Trade is a vital and complex component of the global economy as well as the economies of almost every nation. An inability to access the global economy via trade either pushes the Peoples of embargoed nations into poverty or forces their national economies to produce all of their needs, which can mean higher prices due to limited resources and limited expertise. It is why free trade has been heralded as the elixir to everything from sluggish economic growth to recession. Free trade, however, has costs. It is why trade partners are reluctant to expose their domestic industries to global competition. Unfortunately, trade partners often agree to “free trade” in principle then adopt policies that advantage their ow domestic industries over those of export countries. Today, the lack of real and perceived “fairness” in global trade has pushed the Trump Administration to initiative a trade war, which can only be resolved by recalibrating bilateral trade relations.
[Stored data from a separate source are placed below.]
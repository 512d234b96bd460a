use super::text;
use crate::error::ImportError;
use crate::images_to_text::{self, OcrBackend};
use crate::model::Recipe;
use log::info;

/// Import a recipe from an uploaded document (photo, scan, PDF or text file)
///
/// The bytes are turned into text by `backend` (plain text needs none), then
/// parsed like any other recipe text.
pub async fn process(
    bytes: &[u8],
    mime: &str,
    backend: Option<&dyn OcrBackend>,
) -> Result<Recipe, ImportError> {
    let extracted = images_to_text::extract(bytes, mime, backend).await?;
    info!("Extracted {} characters of text from {}", extracted.len(), mime);

    // The document was readable but held no text
    if extracted.trim().is_empty() {
        return Err(ImportError::NoRecipeFound);
    }

    text::process(&extracted)
}

#[cfg(test)]
mod tests {
    use super::*;

    #[tokio::test]
    async fn test_text_document() {
        let bytes = "Herb Butter\nIngredients:\n- 4 tbsp butter\n- 1 tbsp parsley\n".as_bytes();
        let recipe = process(bytes, "text/plain", None).await.unwrap();
        assert_eq!(recipe.title, "Herb Butter");
        assert_eq!(recipe.ingredients.len(), 2);
    }

    #[tokio::test]
    async fn test_blank_document() {
        let err = process(b"   \n", "text/plain", None).await.unwrap_err();
        assert!(err.is_extraction_failure());
    }

    #[tokio::test]
    async fn test_image_without_backend() {
        let err = process(b"\xFF\xD8\xFF", "image/jpeg", None).await.unwrap_err();
        assert!(err.is_client_error());
    }
}
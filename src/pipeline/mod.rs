//! Shared pipeline stages used by every format converter.
//!
//! ## Data Flow
//!
//! ```text
//! input ──▶ format ──▶ external? ──▶ converters::* ──▶ postprocess ──▶ verify
//!           (detect)   (markitdown)   (builtin)        (base64, placeholders,
//!                                                        enhance)
//! ```
//!
//! 1. [`format`]   — map the file extension to a [`format::DocumentFormat`]
//! 2. [`external`] — optional external converter and OCR subprocesses
//! 3. [`images`]   — the `images/` side directory every converter writes to
//! 4. [`table`]    — GFM pipe tables for DOCX and XLSX
//! 5. [`llm`]      — the text-formatting assistant; the only network stage
//!    besides remote `<img>` downloads
//! 6. [`postprocess`] — base64 extraction, placeholder repair, enhancement
//! 7. [`verify`]   — check image references and write the inspection page

pub mod external;
pub mod format;
pub mod images;
pub mod llm;
pub mod postprocess;
pub mod table;
pub mod verify;
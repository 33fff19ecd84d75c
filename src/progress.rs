//! Progress-callback trait for conversion stage events.
//!
//! Inject an [`Arc<dyn ConversionProgressCallback>`] via
//! [`crate::config::ConverterConfigBuilder::progress_callback`] to receive
//! events as the pipeline moves through its stages.
//!
//! # Why callbacks instead of channels?
//!
//! The callback approach is the least-invasive integration point: callers can
//! forward events to a channel, a log file, or a terminal spinner without the
//! library knowing how the host application communicates.
//!
//! # Example
//!
//! ```rust
//! use doc2md::{ConversionProgressCallback, ConverterConfig, Stage};
//! use std::sync::Arc;
//!
//! struct PrintStages;
//!
//! impl ConversionProgressCallback for PrintStages {
//!     fn on_stage(&self, stage: Stage) {
//!         eprintln!("→ {}", stage);
//!     }
//! }
//!
//! let config = ConverterConfig::builder()
//!     .progress_callback(Arc::new(PrintStages))
//!     .build()
//!     .unwrap();
//! ```

use crate::pipeline::format::DocumentFormat;
use std::fmt;
use std::path::Path;
use std::sync::Arc;

/// Pipeline stages, in the order they run.
#[derive(Debug, Clone, Copy, PartialEq, Eq)]
pub enum Stage {
    ExternalTool,
    Convert,
    ExtractBase64,
    RepairPlaceholders,
    Enhance,
    Verify,
}

impl fmt::Display for Stage {
    fn fmt(&self, f: &mut fmt::Formatter<'_>) -> fmt::Result {
        let s = match self {
            Stage::ExternalTool => "external tool",
            Stage::Convert => "converting",
            Stage::ExtractBase64 => "extracting inline images",
            Stage::RepairPlaceholders => "repairing placeholders",
            Stage::Enhance => "enhancing",
            Stage::Verify => "verifying images",
        };
        f.write_str(s)
    }
}

/// Called by the conversion pipeline as it progresses.
///
/// All methods have default no-op implementations so callers only override
/// what they care about.
pub trait ConversionProgressCallback: Send + Sync {
    /// Called once, after the format is known and before any work starts.
    fn on_conversion_start(&self, input: &Path, format: DocumentFormat) {
        let _ = (input, format);
    }

    /// Called when a stage begins. Skipped stages are not reported.
    fn on_stage(&self, stage: Stage) {
        let _ = stage;
    }

    /// Called after each image lands in the image store.
    fn on_image_saved(&self, file_name: &str) {
        let _ = file_name;
    }

    /// Called once the Markdown file is final.
    fn on_conversion_complete(&self, output: &Path) {
        let _ = output;
    }
}

/// A no-op implementation for callers that don't need progress events.
pub struct NoopProgressCallback;

impl ConversionProgressCallback for NoopProgressCallback {}

/// Convenience alias matching the type stored in [`crate::config::ConverterConfig`].
pub type ProgressCallback = Arc<dyn ConversionProgressCallback>;

#[cfg(test)]
mod tests {
    use super::*;
    use std::sync::Mutex;

    #[derive(Default)]
    struct Recorder {
        stages: Mutex<Vec<Stage>>,
        images: Mutex<Vec<String>>,
    }

    impl ConversionProgressCallback for Recorder {
        fn on_stage(&self, stage: Stage) {
            self.stages.lock().unwrap().push(stage);
        }

        fn on_image_saved(&self, file_name: &str) {
            self.images.lock().unwrap().push(file_name.to_string());
        }
    }

    #[test]
    fn noop_callback_does_not_panic() {
        let cb = NoopProgressCallback;
        cb.on_conversion_start(Path::new("a.pdf"), DocumentFormat::Pdf);
        cb.on_stage(Stage::Convert);
        cb.on_image_saved("image_p1_1.png");
        cb.on_conversion_complete(Path::new("out/a.md"));
    }

    #[test]
    fn recorder_receives_events_through_arc_dyn() {
        let rec = Arc::new(Recorder::default());
        let cb: ProgressCallback = rec.clone();
        cb.on_stage(Stage::Convert);
        cb.on_stage(Stage::Verify);
        cb.on_image_saved("a.png");

        assert_eq!(*rec.stages.lock().unwrap(), vec![Stage::Convert, Stage::Verify]);
        assert_eq!(*rec.images.lock().unwrap(), vec!["a.png".to_string()]);
    }

    #[test]
    fn stage_display() {
        assert_eq!(Stage::Enhance.to_string(), "enhancing");
    }
}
For decades, proponents of increased trade have pushed for the adoption of free trade across the globe. Nationalists and protectionists, who have largely been silenced until recent years, have simply resisted accelerated globalization and free trade, thereby advocating for the status quo. Quite frankly, the reason the free trade movement gained so much momentum is that increased trade does offer significant benefits while the traditional tariff regime is ill-adapted to a globalized world. Meanwhile, the way countries tariff goods produced in foreign lands is inconsistent and overly complicated. Although technology can help ease the administrative burden placed on importers, determining if, and how large of, a tariff applies to an import requires a great deal of expertise and/or research. Recognizing US tariffs average out to less than 2% of the nearly three trillion dollars imports Americans consume annually, the cost of tariffs is not a significant barrier by any measure. The chaotic nature of how tariffs are applied to imported goods and services is the real barrier.
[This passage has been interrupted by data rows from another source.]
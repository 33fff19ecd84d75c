//! # doc2md
//!
//! Convert PDF, DOCX, XLSX, HTML, Markdown and plain-text documents into one
//! normalized Markdown file, with embedded images extracted next to it.
//!
//! ## Pipeline Overview
//!
//! ```text
//! document
//!  │
//!  ├─ 1. Detect    format from the extension (.pdf .docx .xlsx .html .md .txt …)
//!  ├─ 2. External  optional external converter (markitdown) as a first attempt
//!  ├─ 3. Convert   built-in converter: pdfium / zip+quick-xml / calamine / html2md
//!  ├─ 4. Base64    inline data-URI images → images/image_<hash>.<ext>
//!  ├─ 5. Repair    placeholder tokens → sample images
//!  ├─ 6. Enhance   optional LLM formatting pass, chunked
//!  └─ 7. Verify    check every image reference, write <stem>_images.html
//! ```
//!
//! The text-formatting assistant is optional. Without one, or when it
//! fails, every step that would use it falls back to a deterministic result:
//! raw PDF text, `html2md` output, or the unenhanced Markdown.
//!
//! ## Quick Start
//!
//! ```rust,no_run
//! use doc2md::{convert, ConverterConfig, OpenRouterClient, OpenRouterConfig};
//! use std::sync::Arc;
//!
//! #[tokio::main]
//! async fn main() -> Result<(), Box<dyn std::error::Error>> {
//!     let client = OpenRouterClient::new(OpenRouterConfig::new("sk-or-…"))?;
//!     let config = ConverterConfig::builder()
//!         .output_dir("markdown_output")
//!         .completion(Arc::new(client))
//!         .build()?;
//!
//!     let output = convert("report.docx", &config).await?;
//!     println!("{} ({} images)", output.output_path.display(), output.images.len());
//!     Ok(())
//! }
//! ```
//!
//! ## Feature Flags
//!
//! | Feature | Default | Description |
//! |---------|---------|-------------|
//! | `cli`   | on      | Enables the `doc2md` binary (clap + anyhow + tracing-subscriber + indicatif) |
//!
//! Disable `cli` when using only the library:
//! ```toml
//! doc2md = { version = "0.1", default-features = false }
//! ```
//!
//! ## Runtime requirements
//!
//! PDF conversion needs a pdfium shared library, either next to the
//! executable or installed system-wide. The external converter and the OCR
//! engine (`tesseract`) are optional; when missing they are skipped.

// ── Modules ──────────────────────────────────────────────────────────────

pub mod config;
pub mod convert;
pub mod converters;
pub mod error;
pub mod output;
pub mod pipeline;
pub mod progress;
pub mod prompts;

// ── Re-exports ───────────────────────────────────────────────────────────

pub use config::{ConverterConfig, ConverterConfigBuilder, OpenRouterConfig};
pub use convert::{convert, convert_sync, convert_to_dir};
pub use error::{CompletionError, ConvertError};
pub use output::{ConversionOutput, ConversionPath, ConvertedDocument, ExtractedImage};
pub use pipeline::format::DocumentFormat;
pub use pipeline::llm::{CompletionService, OpenRouterClient, ProviderCompletion};
pub use pipeline::verify::{ImageCheck, ImageStatus, VerificationReport};
pub use progress::{ConversionProgressCallback, NoopProgressCallback, ProgressCallback, Stage};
Given the US federal government, for example, receives less than $50 billion of its revenue from tariffs, versus $1.7 trillion from personal income tax, it is tempting to simply conclude that tariffs are not worth the effort and should be abolished. Like the corporate tax, which provides the US about $225 billion in revenue, tariffs once contributed a great deal more to government fund. In the future, they may contribute more once again. That said, the most important impact of tariffs does not come from the amount of money they raise. It comes from their distorting influence on the economy. When favoring products produced in lower-cost economic environments, i.e. less developed and less regulated countries, a lack of tariffs helps favor those products over domestic products. Free trade between rich and poor trading partners can, therefore, deleverage domestic workers, businesses, and industries, i.e. they lose the ability to charge more money. Tariffs also deleverage governments by making it even more costly to regulate and tax. This deleveraging, in turn, distorts the economy to the advantage of companies that exploit cheap labor, skirt taxes, ignore workplace safety, and avoid environmental regulations.
On the other hand, tariffs prevent poorer countries from accessing the global economy and the investment capital they need for development. One of the selling points for free trade among progressive has been, in fact, the ability of free trade to uplift the impoverished of underdeveloped countries. The problem is that free trade has a tendency of pushing worker incomes toward equilibrium, which means impoverishing workers in rich countries when they are forced to compete against multitudes more workers in poorer countries earning much, much less. Clearly, there are costs to free trade. There are also costs to the traditional tariff regime. A new tariff regime is needed. In the Commonwealth of Pennsylvania, for example, a six percent sales tax is applied to any product with exception to a few classes of products. There should be a more straightforward approach when it comes to tariffs. Because the lack of taxes, regulation, and government costs impact the competitiveness of foreign and domestic goods, the goods of every country should be tariffed at a different base rate. Because the distorting impact of imports needs to addressed, the products of certain industries should then fall under various tariff brackets that build on the base rate.
Furthermore, one of the most compelling defenses of free trade has been the case for specialization, nations can preserve their industries by specializing in unique products and services. Specialization can, however, also exist alongside tariffs. The specialized goods of nations should be exempted from tariffs. For those in a non-competitive industry that make a novel or speciality product, tariffs should not be applied as they just add costs and deny consumers access. For competitive industries, governments should negotiate tariffs down so they reflect the higher productions costs of their economic environment, thus their disadvantage can be erased. Europeans, for example, should negotiate for the US to zero tariffs on novel, speciality European products and limit tariffs to levels that only eliminate pricing advantages European goods inherently have due to their smaller economies, so they all producers are competitive on quality and sound business practices instead of price alone. Poorer countries, in turn, should be exempt from tariffs on products their economies can readily contribute to the global economy instead of products already produced in developed countries. Not only would this promote specialization, it would help prevent the over-exploitation of cheap labor, which is harmful to all the Peoples of the world.